EXTRACTED INFORMATION section start

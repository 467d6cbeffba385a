//! Configuration management for docintake using the prefer crate.

use std::path::{Path, PathBuf};
use std::time::Duration;

use serde::{Deserialize, Serialize};

use crate::llm::{LlmConfig, DEFAULT_MAX_CONTENT_CHARS};
use crate::ocr::{OcrConfig, ToolPaths, DEFAULT_TEXT_TIMEOUT};

/// Default database filename.
pub const DEFAULT_DATABASE_FILENAME: &str = "docintake.db";

/// Subdirectory for cached copies of stored files.
pub const CACHE_SUBDIR: &str = "cache";

/// Extraction limits and tool locations.
#[derive(Debug, Clone, PartialEq, Serialize, Deserialize)]
pub struct ExtractionConfig {
    /// Maximum number of PDF pages to OCR.
    #[serde(default = "default_max_ocr_pages")]
    pub max_ocr_pages: usize,
    /// Hard timeout for PDF text-layer extraction, in seconds.
    #[serde(default = "default_text_timeout_secs")]
    pub text_timeout_secs: u64,
    /// Tesseract language code(s), e.g. "eng" or "eng+deu".
    #[serde(default = "default_ocr_language")]
    pub ocr_language: String,
    /// Rasterization resolution for scanned PDFs.
    #[serde(default = "default_ocr_dpi")]
    pub ocr_dpi: u32,
    /// Characters of each text source sent to the model.
    #[serde(default = "default_max_content_chars")]
    pub max_content_chars: usize,
    /// External binaries.
    #[serde(default)]
    pub tools: ToolPaths,
}

fn default_max_ocr_pages() -> usize {
    OcrConfig::default().max_pages
}

fn default_text_timeout_secs() -> u64 {
    DEFAULT_TEXT_TIMEOUT.as_secs()
}

fn default_ocr_language() -> String {
    OcrConfig::default().language
}

fn default_ocr_dpi() -> u32 {
    OcrConfig::default().dpi
}

fn default_max_content_chars() -> usize {
    DEFAULT_MAX_CONTENT_CHARS
}

impl Default for ExtractionConfig {
    fn default() -> Self {
        Self::base_default().with_env_overrides()
    }
}

impl ExtractionConfig {
    /// Base default without env overrides.
    pub fn base_default() -> Self {
        Self {
            max_ocr_pages: default_max_ocr_pages(),
            text_timeout_secs: default_text_timeout_secs(),
            ocr_language: default_ocr_language(),
            ocr_dpi: default_ocr_dpi(),
            max_content_chars: default_max_content_chars(),
            tools: ToolPaths::default(),
        }
    }

    /// Apply environment variable overrides.
    ///
    /// Supported env vars:
    /// - `EXTRACT_MAX_OCR_PAGES`: page cap for OCR
    /// - `EXTRACT_TEXT_TIMEOUT`: pdftotext timeout in seconds
    pub fn with_env_overrides(mut self) -> Self {
        if let Ok(val) = std::env::var("EXTRACT_MAX_OCR_PAGES") {
            if let Ok(n) = val.parse() {
                self.max_ocr_pages = n;
            }
        }
        if let Ok(val) = std::env::var("EXTRACT_TEXT_TIMEOUT") {
            if let Ok(n) = val.parse() {
                self.text_timeout_secs = n;
            }
        }
        self
    }

    pub fn text_timeout(&self) -> Duration {
        Duration::from_secs(self.text_timeout_secs)
    }

    /// OCR engine settings derived from this config.
    pub fn ocr_config(&self) -> OcrConfig {
        OcrConfig {
            language: self.ocr_language.clone(),
            max_pages: self.max_ocr_pages,
            dpi: self.ocr_dpi,
        }
    }
}

/// Resolved runtime paths.
#[derive(Debug, Clone)]
pub struct Settings {
    /// Base data directory.
    pub data_dir: PathBuf,
    /// Database filename inside `data_dir`.
    pub database_filename: String,
}

impl Default for Settings {
    fn default() -> Self {
        // Default to the platform data dir, e.g. ~/.local/share/docintake
        let data_dir = dirs::data_dir()
            .or_else(dirs::home_dir)
            .unwrap_or_else(|| PathBuf::from("."))
            .join("docintake");
        Self {
            data_dir,
            database_filename: DEFAULT_DATABASE_FILENAME.to_string(),
        }
    }
}

impl Settings {
    /// Create settings with a custom data directory.
    pub fn with_data_dir(data_dir: PathBuf) -> Self {
        Self {
            data_dir,
            ..Default::default()
        }
    }

    /// Full path to the database file.
    pub fn database_path(&self) -> PathBuf {
        self.data_dir.join(&self.database_filename)
    }

    /// Directory for cached copies of stored files.
    pub fn cache_dir(&self) -> PathBuf {
        self.data_dir.join(CACHE_SUBDIR)
    }
}

/// Configuration file contents.
#[derive(Debug, Clone, Default, Serialize, Deserialize)]
pub struct Config {
    /// Data directory (absolute, `~`-prefixed, or relative to the config file).
    #[serde(default, skip_serializing_if = "Option::is_none")]
    pub data_dir: Option<String>,
    /// Database filename.
    #[serde(default, skip_serializing_if = "Option::is_none")]
    pub database: Option<String>,
    #[serde(default)]
    pub extraction: ExtractionConfig,
    #[serde(default, skip_serializing_if = "LlmConfig::is_default")]
    pub llm: LlmConfig,
    /// Path to the config file this was loaded from (not serialized).
    #[serde(skip)]
    pub source_path: Option<PathBuf>,
}

impl Config {
    /// Load configuration using prefer crate for discovery.
    /// Automatically discovers docintake config files in standard locations.
    pub async fn load() -> Self {
        match prefer::load("docintake").await {
            Ok(pref_config) => {
                if let Some(path) = pref_config.source_path() {
                    match Self::load_from_path(path).await {
                        Ok(config) => config,
                        Err(e) => {
                            tracing::warn!("{}", e);
                            Self::default()
                        }
                    }
                } else {
                    Self::default()
                }
            }
            // No config file found, use defaults with env overrides
            Err(_) => Self::default(),
        }
    }

    /// Load configuration from a specific file path.
    /// Supports JSON, TOML, and YAML based on file extension.
    pub async fn load_from_path(path: &Path) -> Result<Self, String> {
        let contents = tokio::fs::read_to_string(path)
            .await
            .map_err(|e| format!("Failed to read config file: {}", e))?;

        let ext = path.extension().and_then(|e| e.to_str()).unwrap_or("json");
        let mut config = Self::parse(&contents, ext)?;
        config.source_path = Some(path.to_path_buf());
        Ok(config)
    }

    /// Parse config text in the format named by `ext`. Environment
    /// variables win over file values.
    pub fn parse(contents: &str, ext: &str) -> Result<Self, String> {
        let mut config: Config = match ext {
            "toml" => toml::from_str(contents)
                .map_err(|e| format!("Failed to parse TOML config: {}", e))?,
            "yaml" | "yml" => serde_yaml::from_str(contents)
                .map_err(|e| format!("Failed to parse YAML config: {}", e))?,
            _ => serde_json::from_str(contents)
                .map_err(|e| format!("Failed to parse JSON config: {}", e))?,
        };
        config.extraction = config.extraction.with_env_overrides();
        config.llm = config.llm.with_env_overrides();
        Ok(config)
    }

    /// Get the base directory for resolving relative paths.
    pub fn base_dir(&self) -> Option<PathBuf> {
        self.source_path
            .as_ref()
            .and_then(|p| p.parent().map(|p| p.to_path_buf()))
    }

    /// Resolve a path that may be relative to the config file.
    /// - Absolute paths are returned as-is
    /// - Paths starting with ~ are expanded
    /// - Relative paths are resolved relative to `base_dir`
    pub fn resolve_path(&self, path_str: &str, base_dir: &Path) -> PathBuf {
        let expanded = shellexpand::tilde(path_str);
        let path = Path::new(expanded.as_ref());

        if path.is_absolute() {
            path.to_path_buf()
        } else {
            base_dir.join(path)
        }
    }

    /// Build runtime settings from this config.
    pub fn settings(&self) -> Settings {
        let mut settings = Settings::default();
        let base_dir = self
            .base_dir()
            .or_else(|| std::env::current_dir().ok())
            .unwrap_or_else(|| PathBuf::from("."));
        if let Some(ref data_dir) = self.data_dir {
            settings.data_dir = self.resolve_path(data_dir, &base_dir);
        }
        if let Some(ref database) = self.database {
            settings.database_filename = database.clone();
        }
        settings
    }
}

EXTRACTED INFORMATION section end

TASK TO CARRY OUT:
A verbatim copy of all the entries is the expected result.

ANSWER AREA:
repository 467d6cbeffba385a
//! Configuration management for docintake using the prefer crate.

use std::path::{Path, PathBuf};
use std::time::Duration;

use serde::{Deserialize, Serialize};

use crate::llm::{LlmConfig, DEFAULT_MAX_CONTENT_CHARS};
use crate::ocr::{OcrConfig, ToolPaths, DEFAULT_TEXT_TIMEOUT};

/// Default database filename.
pub const DEFAULT_DATABASE_FILENAME: &str = "docintake.db";

/// Subdirectory for cached copies of stored files.
pub const CACHE_SUBDIR: &str = "cache";

/// Extraction limits and tool locations.
#[derive(Debug, Clone, PartialEq, Serialize, Deserialize)]
pub struct ExtractionConfig {
    /// Maximum number of PDF pages to OCR.
    #[serde(default = "default_max_ocr_pages")]
    pub max_ocr_pages: usize,
    /// Hard timeout for PDF text-layer extraction, in seconds.
    #[serde(default = "default_text_timeout_secs")]
    pub text_timeout_secs: u64,
    /// Tesseract language code(s), e.g. "eng" or "eng+deu".
    #[serde(default = "default_ocr_language")]
    pub ocr_language: String,
    /// Rasterization resolution for scanned PDFs.
    #[serde(default = "default_ocr_dpi")]
    pub ocr_dpi: u32,
    /// Characters of each text source sent to the model.
    #[serde(default = "default_max_content_chars")]
    pub max_content_chars: usize,
    /// External binaries.
    #[serde(default)]
    pub tools: ToolPaths,
}

fn default_max_ocr_pages() -> usize {
    OcrConfig::default().max_pages
}

fn default_text_timeout_secs() -> u64 {
    DEFAULT_TEXT_TIMEOUT.as_secs()
}

fn default_ocr_language() -> String {
    OcrConfig::default().language
}

fn default_ocr_dpi() -> u32 {
    OcrConfig::default().dpi
}

fn default_max_content_chars() -> usize {
    DEFAULT_MAX_CONTENT_CHARS
}

impl Default for ExtractionConfig {
    fn default() -> Self {
        Self::base_default().with_env_overrides()
    }
}

impl ExtractionConfig {
    /// Base default without env overrides.
    pub fn base_default() -> Self {
        Self {
            max_ocr_pages: default_max_ocr_pages(),
            text_timeout_secs: default_text_timeout_secs(),
            ocr_language: default_ocr_language(),
            ocr_dpi: default_ocr_dpi(),
            max_content_chars: default_max_content_chars(),
            tools: ToolPaths::default(),
        }
    }

    /// Apply environment variable overrides.
    ///
    /// Supported env vars:
    /// - `EXTRACT_MAX_OCR_PAGES`: page cap for OCR
    /// - `EXTRACT_TEXT_TIMEOUT`: pdftotext timeout in seconds
    pub fn with_env_overrides(mut self) -> Self {
        if let Ok(val) = std::env::var("EXTRACT_MAX_OCR_PAGES") {
            if let Ok(n) = val.parse() {
                self.max_ocr_pages = n;
            }
        }
        if let Ok(val) = std::env::var("EXTRACT_TEXT_TIMEOUT") {
            if let Ok(n) = val.parse() {
                self.text_timeout_secs = n;
            }
        }
        self
    }

    pub fn text_timeout(&self) -> Duration {
        Duration::from_secs(self.text_timeout_secs)
    }

    /// OCR engine settings derived from this config.
    pub fn ocr_config(&self) -> OcrConfig {
        OcrConfig {
            language: self.ocr_language.clone(),
            max_pages: self.max_ocr_pages,
            dpi: self.ocr_dpi,
        }
    }
}

/// Resolved runtime paths.
#[derive(Debug, Clone)]
pub struct Settings {
    /// Base data directory.
    pub data_dir: PathBuf,
    /// Database filename inside `data_dir`.
    pub database_filename: String,
}

impl Default for Settings {
    fn default() -> Self {
        // Default to the platform data dir, e.g. ~/.local/share/docintake
        let data_dir = dirs::data_dir()
            .or_else(dirs::home_dir)
            .unwrap_or_else(|| PathBuf::from("."))
            .join("docintake");
        Self {
            data_dir,
            database_filename: DEFAULT_DATABASE_FILENAME.to_string(),
        }
    }
}

impl Settings {
    /// Create settings with a custom data directory.
    pub fn with_data_dir(data_dir: PathBuf) -> Self {
        Self {
            data_dir,
            ..Default::default()
        }
    }

    /// Full path to the database file.
    pub fn database_path(&self) -> PathBuf {
        self.data_dir.join(&self.database_filename)
    }

    /// Directory for cached copies of stored files.
    pub fn cache_dir(&self) -> PathBuf {
        self.data_dir.join(CACHE_SUBDIR)
    }
}

/// Configuration file contents.
#[derive(Debug, Clone, Default, Serialize, Deserialize)]
pub struct Config {
    /// Data directory (absolute, `~`-prefixed, or relative to the config file).
    #[serde(default, skip_serializing_if = "Option::is_none")]
    pub data_dir: Option<String>,
    /// Database filename.
    #[serde(default, skip_serializing_if = "Option::is_none")]
    pub database: Option<String>,
    #[serde(default)]
    pub extraction: ExtractionConfig,
    #[serde(default, skip_serializing_if = "LlmConfig::is_default")]
    pub llm: LlmConfig,
    /// Path to the config file this was loaded from (not serialized).
    #[serde(skip)]
    pub source_path: Option<PathBuf>,
}

impl Config {
    /// Load configuration using prefer crate for discovery.
    /// Automatically discovers docintake config files in standard locations.
    pub async fn load() -> Self {
        match prefer::load("docintake").await {
            Ok(pref_config) => {
                if let Some(path) = pref_config.source_path() {
                    match Self::load_from_path(path).await {
                        Ok(config) => config,
                        Err(e) => {
                            tracing::warn!("{}", e);
                            Self::default()
                        }
                    }
                } else {
                    Self::default()
                }
            }
            // No config file found, use defaults with env overrides
            Err(_) => Self::default(),
        }
    }

    /// Load configuration from a specific file path.
    /// Supports JSON, TOML, and YAML based on file extension.
    pub async fn load_from_path(path: &Path) -> Result<Self, String> {
        let contents = tokio::fs::read_to_string(path)
            .await
            .map_err(|e| format!("Failed to read config file: {}", e))?;

        let ext = path.extension().and_then(|e| e.to_str()).unwrap_or("json");
        let mut config = Self::parse(&contents, ext)?;
        config.source_path = Some(path.to_path_buf());
        Ok(config)
    }

    /// Parse config text in the format named by `ext`. Environment
    /// variables win over file values.
    pub fn parse(contents: &str, ext: &str) -> Result<Self, String> {
        let mut config: Config = match ext {
            "toml" => toml::from_str(contents)
                .map_err(|e| format!("Failed to parse TOML config: {}", e))?,
            "yaml" | "yml" => serde_yaml::from_str(contents)
                .map_err(|e| format!("Failed to parse YAML config: {}", e))?,
            _ => serde_json::from_str(contents)
                .map_err(|e| format!("Failed to parse JSON config: {}", e))?,
        };
        config.extraction = config.extraction.with_env_overrides();
        config.llm = config.llm.with_env_overrides();
        Ok(config)
    }

    /// Get the base directory for resolving relative paths.
    pub fn base_dir(&self) -> Option<PathBuf> {
        self.source_path
            .as_ref()
            .and_then(|p| p.parent().map(|p| p.to_path_buf()))
    }

    /// Resolve a path that may be relative to the config file.
    /// - Absolute paths are returned as-is
    /// - Paths starting with ~ are expanded
    /// - Relative paths are resolved relative to `base_dir`
    pub fn resolve_path(&self, path_str: &str, base_dir: &Path) -> PathBuf {
        let expanded = shellexpand::tilde(path_str);
        let path = Path::new(expanded.as_ref());

        if path.is_absolute() {
            path.to_path_buf()
        } else {
            base_dir.join(path)
        }
    }

    /// Build runtime settings from this config.
    pub fn settings(&self) -> Settings {
        let mut settings = Settings::default();
        let base_dir = self
            .base_dir()
            .or_else(|| std::env::current_dir().ok())
            .unwrap_or_else(|| PathBuf::from("."));
        if let Some(ref data_dir) = self.data_dir {
            settings.data_dir = self.resolve_path(data_dir, &base_dir);
        }
        if let Some(ref database) = self.database {
            settings.database_filename = database.clone();
        }
        settings
    }
}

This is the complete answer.